Extraños lazos nos unen con gente con la que jamás cruzamos siquiera una mirada en la vida. Hace un tiempo Clint Eastwood anticipaba a unos chicos españoles que habían logrado desenterrar y restaurar el cementerio de Sad Hill de la película El bueno, el feo y el malo, que a partir de ese momento debían habituarse a que la gente que no conocían les diera las gracias. Es algo que viven diariamente los actores de Hollywood (y no solo ellos), pero que sin duda sorprendería a un paracaidista como Felix Baumgartner.
La semana pasada Felix sobrevolaba en parapente motorizado el pueblo de Porto Sant’Elpidio, en la región de Le Marche, en Italia, y cayó, come corpo morto cade, en la piscina de un hotel. Tenía 56 años. Desde ese momento, las odiosas necrológicas en segunda persona se diseminaron por todas partes: en los diarios online, en las redes sociales, en los perfiles de todos los que admiraban sus proezas. Felix Baumgartner era austríaco, y se había hecho famoso en 2012 cuando rompió la barrera del sonido en el salto en paracaídas más alto de la historia, desde un globo aerostático a más de 39 km de altura, en la estratosfera. Ese salto se había postergado dos veces, hasta que ese 14 de octubre pudo llevarse a cabo. Felix tenía un tatuaje en el brazo que decía: Born To Fly.

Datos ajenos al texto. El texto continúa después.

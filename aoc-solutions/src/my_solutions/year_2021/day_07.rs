use crate::utils::input::{comma_separated, non_empty};
use aoc_solver::{AocParser, ParseError, PartSolver, SolveError};
use aoc_solver_macros::AocSolver;
use itertools::{Itertools, MinMaxResult};

#[derive(AocSolver)]
#[aoc_solver(max_parts = 2)]
pub struct Solver;

impl AocParser for Solver {
    type SharedData<'a> = Vec<i64>;

    fn parse(input: &str) -> Result<Self::SharedData<'_>, ParseError> {
        non_empty(comma_separated(input)?, "crabs")
    }
}

/// Cheapest alignment over every candidate position between the extremes.
fn cheapest(crabs: &[i64], cost: impl Fn(i64) -> i64) -> i64 {
    let (lo, hi) = match crabs.iter().minmax() {
        MinMaxResult::NoElements => return 0,
        MinMaxResult::OneElement(&x) => (x, x),
        MinMaxResult::MinMax(&lo, &hi) => (lo, hi),
    };
    (lo..=hi)
        .map(|target| crabs.iter().map(|&c| cost((c - target).abs())).sum())
        .min()
        .unwrap_or(0)
}

impl PartSolver<1> for Solver {
    fn solve(shared: &mut Self::SharedData<'_>) -> Result<String, SolveError> {
        Ok(cheapest(shared, |d| d).to_string())
    }
}

impl PartSolver<2> for Solver {
    fn solve(shared: &mut Self::SharedData<'_>) -> Result<String, SolveError> {
        Ok(cheapest(shared, |d| d * (d + 1) / 2).to_string())
    }
}
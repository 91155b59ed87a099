pub mod day_01;
pub mod day_10;
pub mod day_13;
pub mod day_25;
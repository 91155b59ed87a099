aoc_solver::script_main!(aoc_solutions::my_solutions::year_2022::day_20::Solver, 1);
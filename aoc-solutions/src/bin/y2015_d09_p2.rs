aoc_solver::script_main!(aoc_solutions::my_solutions::year_2015::day_09::Solver, 2);
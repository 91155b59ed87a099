use crate::utils::machine::{Instruction, Machine, parse_program};
use crate::utils::numeric::isqrt;
use aoc_solver::{AocParser, ParseError, PartSolver, SolveError};
use aoc_solver_macros::AocSolver;

#[derive(AocSolver)]
#[aoc_solver(max_parts = 2)]
pub struct Solver;

impl AocParser for Solver {
    type SharedData<'a> = Vec<Instruction>;

    fn parse(input: &str) -> Result<Self::SharedData<'_>, ParseError> {
        parse_program(input)
    }
}

/// Range scanned by the debug-off program: `b`, `c` and the stride between them.
#[derive(Debug, Clone, Copy, PartialEq, Eq)]
pub struct Scan {
    pub start: i64,
    pub end: i64,
    pub stride: i64,
}

impl Scan {
    /// Read the range from the program's literals (instructions 1, 5, 6, 8 and 31).
    pub fn from_program(program: &[Instruction]) -> Result<Self, SolveError> {
        let literal = |line: usize| {
            program
                .get(line)
                .and_then(|ins| ins.operands().get(1).and_then(|op| op.literal()))
                .ok_or_else(|| {
                    SolveError::Invariant(format!(
                        "instruction {} does not end in a literal",
                        line + 1
                    ))
                })
        };
        let start = literal(0)? * literal(4)? - literal(5)?;
        let end = start - literal(7)?;
        let stride = -literal(30)?;
        if stride <= 0 || end < start {
            return Err(SolveError::Invariant("scan range never terminates".into()));
        }
        Ok(Self { start, end, stride })
    }
}

/// Trial division by `2..isqrt(n)`, upper bound exclusive.
///
/// Squares of primes slip through as "prime".
fn has_small_factor(n: i64) -> bool {
    let n = n.unsigned_abs();
    (2..isqrt(n)).any(|d| n % d == 0)
}

pub fn composites(scan: Scan) -> usize {
    (scan.start..=scan.end)
        .step_by(scan.stride as usize)
        .filter(|&n| has_small_factor(n))
        .count()
}

impl PartSolver<1> for Solver {
    fn solve(shared: &mut Self::SharedData<'_>) -> Result<String, SolveError> {
        let mut machine = Machine::new(shared.clone());
        machine.run();
        Ok(machine.mul_count().to_string())
    }
}

impl PartSolver<2> for Solver {
    fn solve(shared: &mut Self::SharedData<'_>) -> Result<String, SolveError> {
        Scan::from_program(shared).map(|scan| composites(scan).to_string())
    }
}

#[cfg(test)]
mod tests {
    use super::*;
    use aoc_solver::solve_input;

    fn program(seed: i64, scale: i64, offset: i64, span: i64) -> String {
        format!(
            "\
set b {seed}
set c b
jnz a 2
jnz 1 5
mul b {scale}
sub b {offset}
set c b
sub c {span}
set f 1
set d 2
set e 2
set g d
mul g e
sub g b
jnz g 2
set f 0
sub e -1
set g e
sub g b
jnz g -8
sub d -1
set g d
sub g b
jnz g -13
jnz f 2
sub h -1
set g b
sub g c
jnz g 2
jnz 1 3
sub b -17
jnz 1 -23
"
        )
    }

    #[test]
    fn test_mul_count() {
        let input = program(57, 100, -100000, -17000);
        assert_eq!(solve_input::<Solver>(&input, 1).unwrap(), "3025");
    }

    #[test]
    fn test_scan_matches_interpreter() {
        let source = program(5, 2, -10, -34);
        let parsed = parse_program(&source).unwrap();
        let scan = Scan::from_program(&parsed).unwrap();
        assert_eq!(scan, Scan { start: 20, end: 54, stride: 17 });

        let mut machine = Machine::new(parsed);
        machine.set_register('a', 1);
        machine.run();
        assert_eq!(machine.register('h'), 2);
        assert_eq!(solve_input::<Solver>(&source, 2).unwrap(), "2");
    }

    #[test]
    fn test_real_shape() {
        let parsed = parse_program(&program(57, 100, -100000, -17000)).unwrap();
        let scan = Scan::from_program(&parsed).unwrap();
        assert_eq!((scan.start, scan.end, scan.stride), (105700, 122700, 17));
    }

    #[test]
    fn test_prime_squares_slip_through() {
        assert!(!has_small_factor(25));
        assert!(has_small_factor(27));
        assert!(!has_small_factor(29));
    }
}
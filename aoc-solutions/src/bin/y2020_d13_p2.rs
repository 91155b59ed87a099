aoc_solver::script_main!(aoc_solutions::my_solutions::year_2020::day_13::Solver, 2);
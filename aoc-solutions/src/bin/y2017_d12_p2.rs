aoc_solver::script_main!(aoc_solutions::my_solutions::year_2017::day_12::Solver, 2);
use crate::utils::input::groups;
use crate::utils::interval::{Interval, merge, merged_contains, total_len};
use anyhow::{Context, anyhow};
use aoc_solver::{AocParser, ParseError, PartSolver, SolveError};
use aoc_solver_macros::AocSolver;

#[derive(AocSolver)]
#[aoc_solver(max_parts = 2)]
pub struct Solver;

#[derive(Debug)]
pub struct Inventory {
    /// Fresh ranges, merged.
    pub fresh: Vec<Interval>,
    pub available: Vec<i64>,
}

fn parse_range(line: &str) -> anyhow::Result<Interval> {
    let (lo, hi) = line
        .trim()
        .split_once('-')
        .ok_or_else(|| anyhow!("expected `lo-hi`, got {:?}", line))?;
    let lo = lo.parse().with_context(|| format!("range start {:?}", lo))?;
    let hi = hi.parse().with_context(|| format!("range end {:?}", hi))?;
    Ok(Interval::new(lo, hi))
}

impl AocParser for Solver {
    type SharedData<'a> = Inventory;

    fn parse(input: &str) -> Result<Self::SharedData<'_>, ParseError> {
        let sections = groups(input);
        let (ranges, ids) = match &sections[..] {
            [ranges] => (ranges, &[][..]),
            [ranges, ids] => (ranges, &ids[..]),
            _ => {
                return Err(ParseError::InvalidFormat(format!(
                    "expected ranges and ingredient IDs, found {} sections",
                    sections.len()
                )));
            }
        };
        let ranges = ranges
            .iter()
            .enumerate()
            .map(|(idx, line)| parse_range(line).map_err(|e| ParseError::at_line(idx, format!("{:#}", e))))
            .collect::<Result<Vec<_>, _>>()?;
        let available = ids
            .iter()
            .map(|id| {
                id.trim()
                    .parse()
                    .map_err(|e| ParseError::InvalidFormat(format!("ingredient {:?}: {}", id, e)))
            })
            .collect::<Result<Vec<_>, _>>()?;
        Ok(Inventory {
            fresh: merge(ranges),
            available,
        })
    }
}

impl PartSolver<1> for Solver {
    fn solve(shared: &mut Self::SharedData<'_>) -> Result<String, SolveError> {
        let fresh = shared
            .available
            .iter()
            .filter(|&&id| merged_contains(&shared.fresh, id))
            .count();
        Ok(fresh.to_string())
    }
}

impl PartSolver<2> for Solver {
    fn solve(shared: &mut Self::SharedData<'_>) -> Result<String, SolveError> {
        Ok(total_len(&shared.fresh).to_string())
    }
}

#[cfg(test)]
mod tests {
    use super::*;
    use aoc_solver::solve_input;

    const SAMPLE: &str = "3-5\n10-14\n16-20\n12-18\n\n1\n5\n8\n11\n17\n32\n";

    #[test]
    fn test_sample() {
        assert_eq!(solve_input::<Solver>(SAMPLE, 1).unwrap(), "3");
        assert_eq!(solve_input::<Solver>(SAMPLE, 2).unwrap(), "14");
    }

    #[test]
    fn test_ranges_only() {
        assert_eq!(solve_input::<Solver>("1-3\n3-4\n", 2).unwrap(), "4");
    }

    #[test]
    fn test_bad_range() {
        let err = solve_input::<Solver>("3-5\n10:14\n\n1\n", 1).unwrap_err();
        assert!(err.to_string().contains("line 2"), "{}", err);
    }
}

Vi los largos preparativos de ese día junto a mi madre, y todo me recordaba aquel film del que hablaba André Bazin, que registraba el salto de un clavadista desde lo alto de la torre Eiffel a una pequeña pileta llena de agua que esperaba en el suelo, rodeada por la multitud. La cámara lo filmaba, y en el film se ve que a último momento el clavadista se arrepiente, retrocede, pero al recordar que todo estaba siendo registrado por ese ojo sin alma, salta, y claro, muere. Aunque Felix, filmado por una docena de cámaras emplazadas en el pequeño globo aerostático, no pareció dar la más mínima muestra de arrepentimiento. Cuando todo pareció estar en orden, desde la NASA le dijeron que podía saltar, y Felix se puso de pie, miró la redondez de la tierra bajo sus pies, saludó con la mano a los espectadores y saltó sin dudarlo un solo instante. El viaje hasta el suelo tardó poco más de cuatro minutos y veinte segundos. Pasó distintas etapas, en una de las cuales su corazón se detuvo dos veces, habiendo alcanzado una velocidad de 1.342 km/h. Una vez que llegó a una altura de 2.500 metros de la tierra, abrió el paracaídas y se dejó llevar largamente por el viento, simplemente disfrutando del paseo. Un helicóptero giraba alrededor de él, esperando que Felix tocara finalmente el suelo, y cuando eso ocurrió lo hizo con una gracia indescriptible: elegantemente, al tocar tierra, dando un pequeño saltito, dio dos pasos, se detuvo y se dejó caer de rodillas, como hacen los vencedores exhaustos y dignos.
Pero lo que más me llamó la atención de aquella proeza fue su modo de tocar tierra: yo mismo, bajando de un banquito a cuarenta y cinco centímetros del piso, no logro aterrizar con la elegancia de Felix Baumgartner. Y sin duda lo que hizo que lo recordara con tanto cariño es que fue lo último que hice con mi madre: ella murió tres días después. Contra lo que se pueda creer, me complace pensar que murió pensando en Felix y no en mí, rememorando su viaje estratosférico, decidido, arrogante, audaz y loco.
Tal vez, si alguna vez lo hubiese encontrado, me habría acercado a él, como hice otras veces con otra gente, para demostrarle mi devoción, y como ocurrió otras veces me habría quedado mudo, tratando de decir algo, buscando y al mismo tiempo tropezando con las pocas palabras que aparecían, hasta que, impotente, sin duda hubiese soltado un simple “Gracias”, que no habría representado ni la más mínima parte del amor que sentía por él, porque de alguna forma aquella tarde estuvimos los tres, mi madre, Felix y yo, pasando ese último momento juntos, un momento inolvidable para todos, pero especialmente para mí.